Our EFL Program, ABC English & Me, adopts the “Natural Approach” to support English language learning for very young learners. We emphasize language “acquisition” as opposed to language “processing.” In other words, children learn to speak and think in the second or foreign language.
Learning Another Language through Movement
Movement or Total Physical Control (TPR) coordinates meaning to physical movement. Language acquisition indicates that TPR allows children to internalize meaning and greatly influences fluency.
TPR can be closely related to drama and pretend play. Using drama techniques enhance the quality of TPR activities and prepare children for gross motor movement activities. Here are a three ways we use TPR in our EFL program.
3 Ideas for Using TPR with English Language Learners
- Freeze games can be done with children as young as 2. In addition to developing inhibitory control, freeze games promote improvisation skills and children’s ability to act spontaneously especially as they get older.
Freeze Game Activity for the Classroom: Have the children spread around the room. Tell them that they can run around the room freely once you clap your hands, but when you shout, “Freeze,” they must stop in their current position.
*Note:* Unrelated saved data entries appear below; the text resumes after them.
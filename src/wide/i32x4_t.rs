// Copyright 2020 Yevhenii Reizner
//
// Use of this source code is governed by a BSD-style license that can be
// found in the LICENSE file.

// Based on https://github.com/Lokathor/wide (Zlib)

use bytemuck::cast;

use super::{f32x4, u32x4};

cfg_if::cfg_if! {
    if #[cfg(all(feature = "simd", target_feature = "sse2"))] {
        #[cfg(target_arch = "x86")]
        use core::arch::x86::*;
        #[cfg(target_arch = "x86_64")]
        use core::arch::x86_64::*;

        #[derive(Clone, Copy, Debug)]
        #[repr(C, align(16))]
        pub struct i32x4(pub __m128i);
    } else if #[cfg(all(feature = "simd", target_arch = "aarch64", target_feature = "neon"))] {
        use core::arch::aarch64::*;

        #[derive(Clone, Copy, Debug)]
        #[repr(C, align(16))]
        pub struct i32x4(pub int32x4_t);
    } else {
        #[derive(Clone, Copy, Debug)]
        #[repr(C, align(16))]
        pub struct i32x4([i32; 4]);
    }
}

unsafe impl bytemuck::Zeroable for i32x4 {}
unsafe impl bytemuck::Pod for i32x4 {}

impl Default for i32x4 {
    fn default() -> Self {
        Self::splat(0)
    }
}

#[allow(unused_macros)]
macro_rules! per_lane {
    ($a:expr, $b:expr, |$x:ident, $y:ident| $e:expr) => {{
        let a: [i32; 4] = cast($a);
        let b: [i32; 4] = cast($b);
        let f = |$x: i32, $y: i32| -> i32 { $e };
        cast([f(a[0], b[0]), f(a[1], b[1]), f(a[2], b[2]), f(a[3], b[3])])
    }};
}

impl i32x4 {
    pub fn splat(n: i32) -> Self {
        cast([n, n, n, n])
    }

    pub fn blend(self, t: Self, f: Self) -> Self {
        cfg_if::cfg_if! {
            if #[cfg(all(feature = "simd", target_feature = "sse4.1"))] {
                Self(unsafe { _mm_blendv_epi8(f.0, t.0, self.0) })
            } else if #[cfg(all(feature = "simd", target_arch = "aarch64", target_feature = "neon"))] {
                Self(unsafe { vbslq_s32(vreinterpretq_u32_s32(self.0), t.0, f.0) })
            } else {
                super::generic_bit_blend(self, t, f)
            }
        }
    }

    pub fn cmp_gt(self, rhs: Self) -> Self {
        cfg_if::cfg_if! {
            if #[cfg(all(feature = "simd", target_feature = "sse2"))] {
                Self(unsafe { _mm_cmpgt_epi32(self.0, rhs.0) })
            } else if #[cfg(all(feature = "simd", target_arch = "aarch64", target_feature = "neon"))] {
                Self(unsafe { vreinterpretq_s32_u32(vcgtq_s32(self.0, rhs.0)) })
            } else {
                per_lane!(self, rhs, |a, b| if a > b { -1 } else { 0 })
            }
        }
    }

    pub fn cmp_lt(self, rhs: Self) -> Self {
        cfg_if::cfg_if! {
            if #[cfg(all(feature = "simd", target_feature = "sse2"))] {
                Self(unsafe { _mm_cmplt_epi32(self.0, rhs.0) })
            } else if #[cfg(all(feature = "simd", target_arch = "aarch64", target_feature = "neon"))] {
                Self(unsafe { vreinterpretq_s32_u32(vcltq_s32(self.0, rhs.0)) })
            } else {
                per_lane!(self, rhs, |a, b| if a < b { -1 } else { 0 })
            }
        }
    }

    pub fn min(self, rhs: Self) -> Self {
        self.cmp_lt(rhs).blend(self, rhs)
    }

    pub fn max(self, rhs: Self) -> Self {
        self.cmp_gt(rhs).blend(self, rhs)
    }

    /// Shifts each lane left by `n` bits.
    pub fn shl(self, n: u32) -> Self {
        cfg_if::cfg_if! {
            if #[cfg(all(feature = "simd", target_feature = "sse2"))] {
                Self(unsafe { _mm_sll_epi32(self.0, _mm_cvtsi32_si128(n as i32)) })
            } else if #[cfg(all(feature = "simd", target_arch = "aarch64", target_feature = "neon"))] {
                Self(unsafe { vshlq_s32(self.0, vdupq_n_s32(n as i32)) })
            } else {
                let a: [i32; 4] = cast(self);
                cast([a[0] << n, a[1] << n, a[2] << n, a[3] << n])
            }
        }
    }

    /// Arithmetic right shift.
    pub fn shr(self, n: u32) -> Self {
        cfg_if::cfg_if! {
            if #[cfg(all(feature = "simd", target_feature = "sse2"))] {
                Self(unsafe { _mm_sra_epi32(self.0, _mm_cvtsi32_si128(n as i32)) })
            } else if #[cfg(all(feature = "simd", target_arch = "aarch64", target_feature = "neon"))] {
                Self(unsafe { vshlq_s32(self.0, vdupq_n_s32(-(n as i32))) })
            } else {
                let a: [i32; 4] = cast(self);
                cast([a[0] >> n, a[1] >> n, a[2] >> n, a[3] >> n])
            }
        }
    }

    pub fn to_f32x4(self) -> f32x4 {
        cfg_if::cfg_if! {
            if #[cfg(all(feature = "simd", target_feature = "sse2"))] {
                cast(unsafe { _mm_cvtepi32_ps(self.0) })
            } else if #[cfg(all(feature = "simd", target_arch = "aarch64", target_feature = "neon"))] {
                cast(unsafe { vcvtq_f32_s32(self.0) })
            } else {
                let arr: [i32; 4] = cast(self);
                cast([arr[0] as f32, arr[1] as f32, arr[2] as f32, arr[3] as f32])
            }
        }
    }

    pub fn to_u32x4_bitcast(self) -> u32x4 {
        cast(self)
    }

    pub fn to_f32x4_bitcast(self) -> f32x4 {
        cast(self)
    }
}

impl From<[i32; 4]> for i32x4 {
    fn from(v: [i32; 4]) -> Self {
        cast(v)
    }
}

impl From<i32x4> for [i32; 4] {
    fn from(v: i32x4) -> Self {
        cast(v)
    }
}

impl core::ops::Add for i32x4 {
    type Output = Self;

    fn add(self, rhs: Self) -> Self::Output {
        cfg_if::cfg_if! {
            if #[cfg(all(feature = "simd", target_feature = "sse2"))] {
                Self(unsafe { _mm_add_epi32(self.0, rhs.0) })
            } else if #[cfg(all(feature = "simd", target_arch = "aarch64", target_feature = "neon"))] {
                Self(unsafe { vaddq_s32(self.0, rhs.0) })
            } else {
                per_lane!(self, rhs, |a, b| a.wrapping_add(b))
            }
        }
    }
}

impl core::ops::Sub for i32x4 {
    type Output = Self;

    fn sub(self, rhs: Self) -> Self::Output {
        cfg_if::cfg_if! {
            if #[cfg(all(feature = "simd", target_feature = "sse2"))] {
                Self(unsafe { _mm_sub_epi32(self.0, rhs.0) })
            } else if #[cfg(all(feature = "simd", target_arch = "aarch64", target_feature = "neon"))] {
                Self(unsafe { vsubq_s32(self.0, rhs.0) })
            } else {
                per_lane!(self, rhs, |a, b| a.wrapping_sub(b))
            }
        }
    }
}

impl core::ops::Mul for i32x4 {
    type Output = Self;

    fn mul(self, rhs: Self) -> Self::Output {
        cfg_if::cfg_if! {
            if #[cfg(all(feature = "simd", target_feature = "sse4.1"))] {
                Self(unsafe { _mm_mullo_epi32(self.0, rhs.0) })
            } else if #[cfg(all(feature = "simd", target_arch = "aarch64", target_feature = "neon"))] {
                Self(unsafe { vmulq_s32(self.0, rhs.0) })
            } else {
                // Cast is required, since we have to use scalar multiplication on SSE2.
                per_lane!(self, rhs, |a, b| a.wrapping_mul(b))
            }
        }
    }
}

impl core::ops::BitAnd for i32x4 {
    type Output = Self;

    fn bitand(self, rhs: Self) -> Self::Output {
        cfg_if::cfg_if! {
            if #[cfg(all(feature = "simd", target_feature = "sse2"))] {
                Self(unsafe { _mm_and_si128(self.0, rhs.0) })
            } else if #[cfg(all(feature = "simd", target_arch = "aarch64", target_feature = "neon"))] {
                Self(unsafe { vandq_s32(self.0, rhs.0) })
            } else {
                per_lane!(self, rhs, |a, b| a & b)
            }
        }
    }
}

impl core::ops::BitOr for i32x4 {
    type Output = Self;

    #[inline]
    fn bitor(self, rhs: Self) -> Self::Output {
        cfg_if::cfg_if! {
            if #[cfg(all(feature = "simd", target_feature = "sse2"))] {
                Self(unsafe { _mm_or_si128(self.0, rhs.0) })
            } else if #[cfg(all(feature = "simd", target_arch = "aarch64", target_feature = "neon"))] {
                Self(unsafe { vorrq_s32(self.0, rhs.0) })
            } else {
                per_lane!(self, rhs, |a, b| a | b)
            }
        }
    }
}

impl core::ops::BitXor for i32x4 {
    type Output = Self;

    #[inline]
    fn bitxor(self, rhs: Self) -> Self::Output {
        cfg_if::cfg_if! {
            if #[cfg(all(feature = "simd", target_feature = "sse2"))] {
                Self(unsafe { _mm_xor_si128(self.0, rhs.0) })
            } else if #[cfg(all(feature = "simd", target_arch = "aarch64", target_feature = "neon"))] {
                Self(unsafe { veorq_s32(self.0, rhs.0) })
            } else {
                per_lane!(self, rhs, |a, b| a ^ b)
            }
        }
    }
}

impl core::ops::Not for i32x4 {
    type Output = Self;

    fn not(self) -> Self {
        self ^ Self::splat(-1)
    }
}

impl core::cmp::PartialEq for i32x4 {
    fn eq(&self, rhs: &Self) -> bool {
        let a: [i32; 4] = cast(*self);
        let b: [i32; 4] = cast(*rhs);
        a == b
    }
}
To begin, let the children run around for 30 seconds and then shout “Freeze!” Make sure children hold the position for at least 10-15 seconds before you let them run around again. When focusing on language learning, use simple linguistic phrases to describe what you see: “Andrea is standing up like a tree”or “Olivia is a stone.” Repeat several times.
- Miming is great to explore and develop physical skills (movement, actions, posture, gesture, facial expression, and body language). Create and perform mime sequences to develop imaginative skills and the TPR exploration of nouns.
Mime Activity for the Classroom: Use a theme like animals or Christmas presents. Ask children to draw a picture of a noun. Then, take turns miming their words while the rest of the children try to guess the answer.
- Fingerplays are ideal for younger children to develop body awareness through identification and labelling of the body parts as well as developing fine motor movement through muscular coordination. As children get older, fingerplays sharpen memory and linguistic skills and is the perfect TPR activity to perform with a lack of space for those big gross motor movements.
We like this fun twist on a classic fingerplay:
The games identified above develop physical movement but also the 4-Cs: confidence, communication, co-ordination and concentration, which are necessary for any child acquiring a new language!